New Orleans Museum of Art (NOMA): Clementine Hunter’s art is also at NOMA, the city’s oldest fine arts institution. NOMA began collecting her work in the 1950s and hosted her first museum show in 1955, one of the country’s first solo shows for a female African American artist. Open Tuesday to Sunday, 10 a.m. to 6 p.m.; closes at 5 p.m. on Saturday (though they have extended hours through mid-July 2022 for the “Queen Nefertari’s Egypt exhibit”; check their website for details); tickets are $15, $10 for adults 65 and older, and can be purchased online or in person.

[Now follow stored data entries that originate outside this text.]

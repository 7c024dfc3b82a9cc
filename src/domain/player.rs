use chrono::NaiveDate;
use serde::{Deserialize, Serialize};

/// A player row. `player_id` is the internal surrogate key; `nba_player_id`
/// is the external feed identifier and carries the uniqueness constraint.
#[derive(Debug, Clone, Serialize, Deserialize)]
pub struct Player {
    pub player_id: Option<i32>,
    pub nba_player_id: i64,
    pub full_name: String,
    pub first_name: Option<String>,
    pub last_name: Option<String>,
    pub team: Option<String>,
    pub team_abbreviation: Option<String>,
    pub position: Option<String>,
    pub birthdate: Option<NaiveDate>,
    pub height_in: Option<i32>,
    pub weight_lbs: Option<f64>,
    pub country: Option<String>,
    pub draft_year: Option<String>,
    pub draft_round: Option<String>,
    pub draft_number: Option<String>,
    pub from_year: Option<i32>,
    pub to_year: Option<i32>,
    pub is_active: bool,
}

/// Convert a height string in the feed's "6-9" (feet-inches) format
/// into total inches.
pub fn parse_height(height: &str) -> Option<i32> {
    let (feet, inches) = height.trim().split_once('-')?;
    let feet: i32 = feet.trim().parse().ok()?;
    let inches: i32 = inches.trim().parse().ok()?;
    Some(feet * 12 + inches)
}

/// Parse a birthdate from the handful of formats the feed has been seen
/// to emit: ISO timestamps, plain dates, and US-style spelled-out dates.
pub fn parse_birthdate(raw: &str) -> Option<NaiveDate> {
    let raw = raw.trim();
    if raw.is_empty() {
        return None;
    }

    if raw.contains('T') {
        if let Some((date_part, _)) = raw.split_once('T') {
            if let Ok(date) = NaiveDate::parse_from_str(date_part, "%Y-%m-%d") {
                return Some(date);
            }
        }
    }

    for fmt in ["%Y-%m-%d", "%b %d, %Y", "%B %d, %Y", "%m/%d/%Y"] {
        if let Ok(date) = NaiveDate::parse_from_str(raw, fmt) {
            return Some(date);
        }
    }

    None
}

#[cfg(test)]
mod tests {
    use super::*;

    #[test]
    fn test_parse_height() {
        assert_eq!(parse_height("6-9"), Some(81));
        assert_eq!(parse_height("5-11"), Some(71));
        assert_eq!(parse_height("7-0"), Some(84));
    }

    #[test]
    fn test_parse_height_rejects_garbage() {
        assert_eq!(parse_height(""), None);
        assert_eq!(parse_height("tall"), None);
        assert_eq!(parse_height("6"), None);
        assert_eq!(parse_height("6-x"), None);
    }

    #[test]
    fn test_parse_birthdate_iso_timestamp() {
        assert_eq!(
            parse_birthdate("1984-12-30T00:00:00"),
            NaiveDate::from_ymd_opt(1984, 12, 30)
        );
    }

    #[test]
    fn test_parse_birthdate_plain_and_spelled_out() {
        let expected = NaiveDate::from_ymd_opt(1984, 12, 30);
        assert_eq!(parse_birthdate("1984-12-30"), expected);
        assert_eq!(parse_birthdate("Dec 30, 1984"), expected);
        assert_eq!(parse_birthdate("December 30, 1984"), expected);
        assert_eq!(parse_birthdate("12/30/1984"), expected);
    }

    #[test]
    fn test_parse_birthdate_empty() {
        assert_eq!(parse_birthdate(""), None);
        assert_eq!(parse_birthdate("   "), None);
        assert_eq!(parse_birthdate("unknown"), None);
    }
}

Algiers Folk Art Zone & Blues Museum: For something less institutional and more personal, venture to this small museum in the city’s Algiers Point district on the West Bank. Founded by self-taught Black artist Charles Gillam in 2000, this eclectic find showcases art by various Black folk artists as well as blues music history, including hand-carved and painted portraits by Gillam of blues legends such as Louis Armstrong and Memphis Minnie. Fun facts: Gillam’s father played guitar for Fats Domino, and the Smithsonian’s National Museum of African American History and Culture in Washington, D.C., acquired Gillam’s depiction of Fats playing the piano on the roof of his flooded New Orleans studio in the aftermath of Hurricane Katrina. Due to COVID-19, visits are currently by appointment only: 504-261-6231.

Where to dine

Locals count these two Black-owned hot spots among their favorite restaurants in a city famous for its dining scene.

Willie Mae’s Scotch House: The fried chicken draws crowds to this casual restaurant, a mainstay in the city for decades now run by the great-granddaughter of the original owner, Willie Mae Seaton. It won the James Beard Foundation America’s Classics Award in 2005, a coveted distinction given to restaurants that keep regional culinary traditions alive. Pick from two locations — one in the Tremé neighborhood between the French Quarter and NOMA, the other in the Pythian Market downtown.

Bywater American Bistro: Owner Nina Compton, winner of the 2018 James Beard Foundation Best Chef: South Award, serves up fine dining in a casual setting in the Bywater neighborhood, on the other side of the French Quarter from the Warehouse District. In-the-know locals come for the jerk chicken rice and the spaghetti pomodoro.